Your objective: The lines to reproduce from the material below are those from the one containing "over the ports." through the one containing "Read a blob.", both included; write them out exactly and add nothing.

=== Information given ===

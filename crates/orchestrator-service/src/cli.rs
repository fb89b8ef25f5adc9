//! Command-line interface definitions.

use clap::{Parser, Subcommand};
use std::path::PathBuf;

#[derive(Parser, Debug)]
#[command(name = "orchestrator")]
#[command(about = "Durable fan-out orchestration service", long_about = None)]
#[command(version = env!("CARGO_PKG_VERSION"))]
pub struct Cli {
	#[command(subcommand)]
	pub command: Option<Command>,

	/// Path to configuration file
	#[arg(
		short,
		long,
		value_name = "FILE",
		default_value = "config/local.toml",
		global = true
	)]
	pub config: PathBuf,

	/// Log level (trace, debug, info, warn, error)
	#[arg(long, env = "ORCHESTRATOR_LOG_LEVEL", default_value = "info", global = true)]
	pub log_level: String,
}

#[derive(Subcommand, Debug, PartialEq, Eq)]
pub enum Command {
	/// Start the orchestration service
	Start,
	/// Validate the configuration file
	Validate,
	/// Submit one instance in-process and wait for its outcome
	Demo {
		/// Number of events to fan out; defaults to engine.default_event_count
		#[arg(short, long)]
		events: Option<usize>,
	},
}

#[cfg(test)]
mod tests {
	use super::*;

	#[test]
	fn test_defaults() {
		let cli = Cli::try_parse_from(["orchestrator"]).unwrap();
		assert_eq!(cli.command, None);
		assert_eq!(cli.config, PathBuf::from("config/local.toml"));
	}

	#[test]
	fn test_demo_with_events() {
		let cli =
			Cli::try_parse_from(["orchestrator", "demo", "--events", "3", "--config", "x.toml"])
				.unwrap();
		assert_eq!(cli.command, Some(Command::Demo { events: Some(3) }));
		assert_eq!(cli.config, PathBuf::from("x.toml"));
	}

	#[test]
	fn test_unknown_command_rejected() {
		assert!(Cli::try_parse_from(["orchestrator", "launch"]).is_err());
	}
}
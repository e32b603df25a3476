//! In-memory content store - used in tests and when no content root is
//! available. Data is lost on process restart.

use std::collections::HashMap;

use async_trait::async_trait;
use tokio::sync::RwLock;

use divulge_core::error::ContentError;
use divulge_core::ports::{ContentStore, validate_key};

/// In-memory content store using a HashMap behind an async RwLock.
pub struct InMemoryContentStore {
    blobs: RwLock<HashMap<String, Vec<u8>>>,
}

impl InMemoryContentStore {
    pub fn new() -> Self {
        Self {
            blobs: RwLock::new(HashMap::new()),
        }
    }

    pub async fn contains(&self, key: &str) -> bool {
        self.blobs.read().await.contains_key(key)
    }

    pub async fn len(&self) -> usize {
        self.blobs.read().await.len()
    }

    pub async fn is_empty(&self) -> bool {
        self.blobs.read().await.is_empty()
    }
}

impl Default for InMemoryContentStore {
    fn default() -> Self {
        Self::new()
    }
}

#[async_trait]
impl ContentStore for InMemoryContentStore {
    async fn write(&self, key: &str, data: &[u8]) -> Result<(), ContentError> {
        validate_key(key)?;
        let mut blobs = self.blobs.write().await;
        blobs.insert(key.to_string(), data.to_vec());
        Ok(())
    }

    async fn read(&self, key: &str) -> Result<Vec<u8>, ContentError> {
        validate_key(key)?;
        let blobs = self.blobs.read().await;
        blobs
            .get(key)
            .cloned()
            .ok_or_else(|| ContentError::NotFound(key.to_string()))
    }
}
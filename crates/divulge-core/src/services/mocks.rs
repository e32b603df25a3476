//! Test doubles for the coordinator: in-memory stores with switchable
//! failures and call counters.

use std::collections::HashMap;
use std::sync::Mutex;
use std::sync::atomic::{AtomicBool, AtomicUsize, Ordering};

use async_trait::async_trait;
use chrono::{DateTime, Utc};
use uuid::Uuid;

use crate::domain::Post;
use crate::error::{ContentError, RepoError};
use crate::ports::{BaseRepository, ContentStore, PostRepository};

#[derive(Default)]
pub struct MockPostRepository {
    posts: Mutex<HashMap<Uuid, Post>>,
    fail_writes: bool,
    fail_reads: bool,
    writes: AtomicUsize,
}

impl MockPostRepository {
    pub fn failing_writes() -> Self {
        Self {
            fail_writes: true,
            ..Self::default()
        }
    }

    pub fn failing_reads() -> Self {
        Self {
            fail_reads: true,
            ..Self::default()
        }
    }

    pub fn get(&self, id: Uuid) -> Option<Post> {
        self.posts.lock().unwrap().get(&id).cloned()
    }

    pub fn len(&self) -> usize {
        self.posts.lock().unwrap().len()
    }

    pub fn writes(&self) -> usize {
        self.writes.load(Ordering::SeqCst)
    }

    fn write(&self) -> Result<(), RepoError> {
        self.writes.fetch_add(1, Ordering::SeqCst);
        if self.fail_writes {
            return Err(RepoError::Query("forced".to_string()));
        }
        Ok(())
    }

    fn read(&self) -> Result<(), RepoError> {
        if self.fail_reads {
            return Err(RepoError::Connection("forced".to_string()));
        }
        Ok(())
    }

    fn update<F: FnOnce(&mut Post)>(&self, id: Uuid, f: F) -> Result<(), RepoError> {
        self.write()?;
        let mut posts = self.posts.lock().unwrap();
        let post = posts.get_mut(&id).ok_or(RepoError::NotFound)?;
        f(post);
        Ok(())
    }
}

#[async_trait]
impl BaseRepository<Post> for MockPostRepository {
    async fn save(&self, post: Post) -> Result<Uuid, RepoError> {
        let id = post.id.ok_or(RepoError::NotFound)?;
        self.update(id, |stored| {
            stored.title = post.title;
            stored.summary = post.summary;
            if post.content_path.is_some() {
                stored.content_path = post.content_path;
            }
            stored.updated_at = Utc::now();
        })?;
        Ok(id)
    }

    async fn fetch(&self, id: Uuid) -> Result<Post, RepoError> {
        self.read()?;
        self.get(id).ok_or(RepoError::NotFound)
    }

    async fn remove(&self, id: Uuid) -> Result<(), RepoError> {
        self.write()?;
        self.posts
            .lock()
            .unwrap()
            .remove(&id)
            .map(|_| ())
            .ok_or(RepoError::NotFound)
    }
}

#[async_trait]
impl PostRepository for MockPostRepository {
    async fn create(&self, id: Uuid, mut post: Post) -> Result<(), RepoError> {
        self.write()?;
        post.id = Some(id);
        post.content.clear();
        post.published_at = None;
        self.posts.lock().unwrap().insert(id, post);
        Ok(())
    }

    async fn list_by_account(&self, account_id: Uuid) -> Result<Vec<Post>, RepoError> {
        self.read()?;
        Ok(self
            .posts
            .lock()
            .unwrap()
            .values()
            .filter(|p| p.account_id == account_id)
            .cloned()
            .collect())
    }

    async fn publish(&self, id: Uuid, at: DateTime<Utc>) -> Result<(), RepoError> {
        self.update(id, |post| {
            post.published_at.get_or_insert(at);
        })
    }

    async fn redact(&self, id: Uuid) -> Result<(), RepoError> {
        self.update(id, |post| post.published_at = None)
    }
}

#[derive(Default)]
pub struct MockContentStore {
    blobs: Mutex<HashMap<String, Vec<u8>>>,
    fail_writes: bool,
    fail_reads: AtomicBool,
    writes: AtomicUsize,
    reads: AtomicUsize,
}

impl MockContentStore {
    pub fn failing_writes() -> Self {
        Self {
            fail_writes: true,
            ..Self::default()
        }
    }

    pub fn fail_reads(&self) {
        self.fail_reads.store(true, Ordering::SeqCst);
    }

    pub fn get(&self, key: &str) -> Option<Vec<u8>> {
        self.blobs.lock().unwrap().get(key).cloned()
    }

    pub fn put(&self, key: &str, data: Vec<u8>) {
        self.blobs.lock().unwrap().insert(key.to_string(), data);
    }

    pub fn writes(&self) -> usize {
        self.writes.load(Ordering::SeqCst)
    }

    pub fn reads(&self) -> usize {
        self.reads.load(Ordering::SeqCst)
    }
}

#[async_trait]
impl ContentStore for MockContentStore {
    async fn write(&self, key: &str, data: &[u8]) -> Result<(), ContentError> {
        self.writes.fetch_add(1, Ordering::SeqCst);
        if self.fail_writes {
            return Err(ContentError::Io("forced".to_string()));
        }
        self.put(key, data.to_vec());
        Ok(())
    }

    async fn read(&self, key: &str) -> Result<Vec<u8>, ContentError> {
        self.reads.fetch_add(1, Ordering::SeqCst);
        if self.fail_reads.load(Ordering::SeqCst) {
            return Err(ContentError::Io("forced".to_string()));
        }
        self.get(key)
            .ok_or_else(|| ContentError::NotFound(key.to_string()))
    }
}
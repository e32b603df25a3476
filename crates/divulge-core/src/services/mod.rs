//! Services - orchestration over the ports.

mod post_service;

#[cfg(test)]
mod mocks;

pub use post_service::PostService;
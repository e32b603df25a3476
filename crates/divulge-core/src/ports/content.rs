//! Content store port - key-addressed blob storage for post bodies.

use async_trait::async_trait;

use crate::error::ContentError;

/// Content store trait - abstraction over blob backends (disk, in-memory).
#[async_trait]
pub trait ContentStore: Send + Sync {
    /// Write a blob, replacing anything already stored under `key`.
    async fn write(&self, key: &str, data: &[u8]) -> Result<(), ContentError>;

    /// Read a blob. Fails with [`ContentError::NotFound`] if `key` is absent.
    async fn read(&self, key: &str) -> Result<Vec<u8>, ContentError>;
}

/// Reject keys that could escape the store root.
///
/// A key must be a single, non-hidden path segment.
pub fn validate_key(key: &str) -> Result<(), ContentError> {
    let invalid = key.is_empty()
        || key.starts_with('.')
        || key.contains(['/', '\\', '\0'])
        || key.contains("..");

    if invalid {
        return Err(ContentError::InvalidKey(key.to_string()));
    }
    Ok(())
}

===

Your solution:
//! Services - orchestration over the ports.

mod post_service;

#[cfg(test)]
mod mocks;

pub use post_service::PostService;
repository e32b603df25a3476
filename crates/divulge-core/src/ports/content.rs
//! Content store port - key-addressed blob storage for post bodies.

use async_trait::async_trait;

use crate::error::ContentError;

/// Content store trait - abstraction over blob backends (disk, in-memory).
#[async_trait]
pub trait ContentStore: Send + Sync {
    /// Write a blob, replacing anything already stored under `key`.
    async fn write(&self, key: &str, data: &[u8]) -> Result<(), ContentError>;

    /// Read a blob. Fails with [`ContentError::NotFound`] if `key` is absent.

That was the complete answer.